Theology’s a funny old subject isn’t it? I believe Isaac Newton wrote far more on theological issues than he ever wrote about mechanics. What theological issues did he write about? I’d have to look it up, for the fact is, those writings are of merely historical interest, and Newton would be a rightly forgotten figure today if that was all he wrote. Which raises the question of whether any theological work has ever had even a tiny fraction of the impact of the work of Galileo, Newton, Darwin or Einstein on our understanding of the world. There are, of course, thousands of Islamic, Judaic and Christian scholars wasting tonnes of ink today on such matters as ‘the grammar of God’ and ‘the nature of belief’. If all of that work was erased from the planet tomorrow, what difference would it make? You tell me – I would love to know. As a theologian yourself, you would find even this probing to be grossly offensive, for it suggests that you’ve wasted your life. No comment to that. As Dawkins points out early in The God Delusion, the subject of theology creates the illusion that there are people who are experts on the nature of god, and that in order to comment yourself, you should train rigorously in this area. Such an illusion is much-beloved of hierarchical, authoritarian organisations like the Catholic Church, for obvious reasons. It needs to be challenged and rejected as the self-serving sham that it is.
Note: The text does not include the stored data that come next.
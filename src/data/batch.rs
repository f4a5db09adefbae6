//! Mini-batch of event graphs
//!
//! A [`GraphBatch`] keeps its payload as plain rows; tensors are only
//! materialized on a chosen device when a consumer asks for them, which is
//! the "move to device" step of the training loop.

use std::collections::HashMap;

use burn::prelude::*;
use burn::tensor::TensorData;

use crate::data::dataset::EventGraph;
use crate::error::{RecoError, Result};

/// A mini-batch of graph-structured event records
#[derive(Debug, Clone)]
pub struct GraphBatch {
    /// Flattened node features, row-major `[total_nodes, n_features]`
    node_features: Vec<f32>,
    /// Number of feature columns per node
    n_features: usize,
    /// Nodes per graph, in batch order
    node_counts: Vec<usize>,
    /// Per-event truth fields, one value per graph
    truth: HashMap<String, Vec<f32>>,
    /// Event identifiers, one per graph
    event_nos: Vec<i64>,
}

impl GraphBatch {
    /// Collate individual event graphs into one batch
    pub fn from_graphs(graphs: Vec<EventGraph>, n_features: usize) -> Self {
        let mut node_features = Vec::new();
        let mut node_counts = Vec::with_capacity(graphs.len());
        let mut truth: HashMap<String, Vec<f32>> = HashMap::new();
        let mut event_nos = Vec::with_capacity(graphs.len());

        for graph in graphs {
            node_counts.push(graph.n_nodes);
            node_features.extend_from_slice(&graph.node_features);
            event_nos.push(graph.event_no);
            for (name, value) in graph.truth {
                truth.entry(name).or_default().push(value);
            }
        }

        Self {
            node_features,
            n_features,
            node_counts,
            truth,
            event_nos,
        }
    }

    /// Number of graphs in the batch
    pub fn len(&self) -> usize {
        self.node_counts.len()
    }

    /// Whether the batch holds no graphs
    pub fn is_empty(&self) -> bool {
        self.node_counts.is_empty()
    }

    /// Total node count across all graphs
    pub fn total_nodes(&self) -> usize {
        self.node_counts.iter().sum()
    }

    /// Feature columns per node
    pub fn n_features(&self) -> usize {
        self.n_features
    }

    /// Nodes per graph, in batch order
    pub fn node_counts(&self) -> &[usize] {
        &self.node_counts
    }

    /// Event identifiers, one per graph
    pub fn event_nos(&self) -> &[i64] {
        &self.event_nos
    }

    /// Raw flattened node features
    pub fn node_features(&self) -> &[f32] {
        &self.node_features
    }

    /// Per-event truth field by name, one value per graph
    pub fn field(&self, name: &str) -> Option<&[f32]> {
        self.truth.get(name).map(Vec::as_slice)
    }

    /// All node features as a `[total_nodes, n_features]` tensor
    pub fn node_feature_tensor<B: Backend>(&self, device: &B::Device) -> Tensor<B, 2> {
        let data = TensorData::new(
            self.node_features.clone(),
            [self.total_nodes(), self.n_features],
        );
        Tensor::from_data(data, device)
    }

    /// Per-graph mean-pooled node features as a `[len, n_features]` tensor.
    ///
    /// Graphs without any nodes contribute a zero row.
    pub fn mean_node_features<B: Backend>(&self, device: &B::Device) -> Tensor<B, 2> {
        let mut pooled = vec![0.0f32; self.len() * self.n_features];
        let mut offset = 0;
        for (graph, &count) in self.node_counts.iter().enumerate() {
            if count == 0 {
                continue;
            }
            let row = &mut pooled[graph * self.n_features..(graph + 1) * self.n_features];
            for node in 0..count {
                let start = (offset + node) * self.n_features;
                for (feature, value) in row.iter_mut().zip(&self.node_features[start..]) {
                    *feature += value;
                }
            }
            for feature in row.iter_mut() {
                *feature /= count as f32;
            }
            offset += count;
        }

        let data = TensorData::new(pooled, [self.len(), self.n_features]);
        Tensor::from_data(data, device)
    }

    /// The named truth field as a `[len, 1]` tensor
    pub fn target_tensor<B: Backend>(&self, name: &str, device: &B::Device) -> Result<Tensor<B, 2>> {
        let values = self
            .field(name)
            .ok_or_else(|| RecoError::MissingField(name.to_string()))?;
        let data = TensorData::new(values.to_vec(), [values.len(), 1]);
        Ok(Tensor::from_data(data, device))
    }
}
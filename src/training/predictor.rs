//! Prediction Driver
//!
//! Runs a trained model over a held-out source and assembles the
//! per-event predictions into a results table, optionally post-processed
//! before it is returned.

use std::path::Path;

use burn::prelude::*;
use tracing::info;

use crate::data::DataLoader;
use crate::error::{RecoError, Result};
use crate::model::GraphNetwork;

/// Post-processing hook applied to the assembled table
pub type PostProcessing = Box<dyn Fn(PredictionTable, &str) -> Result<PredictionTable>>;

/// Tabular prediction results: one row per event
#[derive(Debug, Clone)]
pub struct PredictionTable {
    /// Names of the model's output columns
    pub output_columns: Vec<String>,
    /// Model outputs, one row per event
    pub predictions: Vec<Vec<f32>>,
    /// Event identifiers
    pub event_nos: Vec<i64>,
    /// Name of the truth column carried along
    pub target_name: String,
    /// Truth values, one per event
    pub targets: Vec<f32>,
}

impl PredictionTable {
    /// Assemble a table, checking that all columns line up
    pub fn new(
        output_columns: Vec<String>,
        predictions: Vec<Vec<f32>>,
        event_nos: Vec<i64>,
        target_name: String,
        targets: Vec<f32>,
    ) -> Result<Self> {
        if predictions.len() != event_nos.len() || predictions.len() != targets.len() {
            return Err(RecoError::InvalidState(format!(
                "prediction table columns disagree: {} predictions, {} events, {} targets",
                predictions.len(),
                event_nos.len(),
                targets.len()
            )));
        }
        if let Some(row) = predictions.first() {
            if row.len() != output_columns.len() {
                return Err(RecoError::InvalidState(format!(
                    "model produced {} outputs but {} column names were given",
                    row.len(),
                    output_columns.len()
                )));
            }
        }

        Ok(Self {
            output_columns,
            predictions,
            event_nos,
            target_name,
            targets,
        })
    }

    /// Number of rows (events)
    pub fn len(&self) -> usize {
        self.event_nos.len()
    }

    /// Whether the table has no rows
    pub fn is_empty(&self) -> bool {
        self.event_nos.is_empty()
    }

    /// Full header: output columns, then `event_no`, then the target
    pub fn header(&self) -> Vec<String> {
        let mut header = self.output_columns.clone();
        header.push("event_no".to_string());
        header.push(self.target_name.clone());
        header
    }

    /// Write the table as CSV
    pub fn to_csv(&self, path: &Path) -> Result<()> {
        let mut writer = csv::Writer::from_path(path)?;
        writer.write_record(self.header())?;
        for row in 0..self.len() {
            let mut record: Vec<String> = self.predictions[row]
                .iter()
                .map(f32::to_string)
                .collect();
            record.push(self.event_nos[row].to_string());
            record.push(self.targets[row].to_string());
            writer.write_record(record)?;
        }
        writer.flush()?;
        Ok(())
    }
}

/// Prediction driver over one inference source
pub struct Predictor<B: Backend> {
    loader: DataLoader,
    target: String,
    output_columns: Vec<String>,
    device: B::Device,
    post_processing: Option<PostProcessing>,
}

impl<B: Backend> Predictor<B> {
    /// Create a predictor
    pub fn new(
        loader: DataLoader,
        target: impl Into<String>,
        output_columns: Vec<String>,
        device: B::Device,
    ) -> Self {
        Self {
            loader,
            target: target.into(),
            output_columns,
            device,
            post_processing: None,
        }
    }

    /// Attach a post-processing hook; its result replaces the raw table
    pub fn with_post_processing(
        mut self,
        post_processing: impl Fn(PredictionTable, &str) -> Result<PredictionTable> + 'static,
    ) -> Self {
        self.post_processing = Some(Box::new(post_processing));
        self
    }

    /// Run the model over the source and assemble the results table.
    ///
    /// The model is flipped into predicting mode first. Pass a module on
    /// an inference backend (for a trained autodiff module, its
    /// `valid()` form) so no gradient state is carried along.
    pub fn predict<M: GraphNetwork<B>>(mut self, model: M) -> Result<PredictionTable> {
        let model = model.with_predicting(true);

        let mut predictions: Vec<Vec<f32>> = Vec::new();
        let mut event_nos: Vec<i64> = Vec::new();
        let mut targets: Vec<f32> = Vec::new();

        for batch in self.loader.iter()? {
            let batch = batch?;
            let output = model.forward(&batch, &self.device);
            let [_, width] = output.dims();
            let values = output
                .into_data()
                .convert::<f32>()
                .to_vec::<f32>()
                .map_err(|e| RecoError::Internal(format!("prediction readback failed: {e:?}")))?;
            for row in values.chunks(width) {
                predictions.push(row.to_vec());
            }

            let target_values = batch
                .field(&self.target)
                .ok_or_else(|| RecoError::MissingField(self.target.clone()))?;
            targets.extend_from_slice(target_values);
            event_nos.extend_from_slice(batch.event_nos());
        }

        info!(events = event_nos.len(), target = %self.target, "prediction complete");

        let table = PredictionTable::new(
            self.output_columns,
            predictions,
            event_nos,
            self.target.clone(),
            targets,
        )?;

        match self.post_processing {
            Some(post_processing) => post_processing(table, &self.target),
            None => Ok(table),
        }
    }
}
You’ve mentioned Dawkins’ paradoxical belief in progress, and also his book’s lack of interest in ethics. I don’t see anything paradoxical about such a belief. We do make progress. A simple example. In the nineteenth century, in Britain and Europe, there were a number of quite commonplace beliefs. It was generally believed that white people were superior to black people, that men were superior to women, and that homosexual behaviour was a mixture of the criminal and the diseased. Of course, the Catholic Church still officially believes in the third of these, but it can be safely ignored. It also still believes in the inferiority of women, to all intents and purposes, but the majority of us have progressed beyond these false and damaging beliefs. How was this progress achieved? Generally in the teeth of established religion, through universal, secular education, through international travel and trade, and through a more scientific understanding of what human beings actually are. And these changed beliefs have quite massive ethical implications. The most ethical thing that we can do is learn about ourselves and our world. I have no doubt that Dawkins understands that, and as such, his book is in fact steeped in ethics. It is a highly ethical pursuit to seek to divest people of their delusions, and that is his whole purpose, and it’s the purpose of many of us, and we continue to grow in strength and numbers. Where does The God Delusion come from? It comes from a questing spirit, and a sense that enough is enough – it’s time to put away childish things , and to drive out the self-appointed ministers of gods, and expose their bogus expertise on eternal verities about submission and worship.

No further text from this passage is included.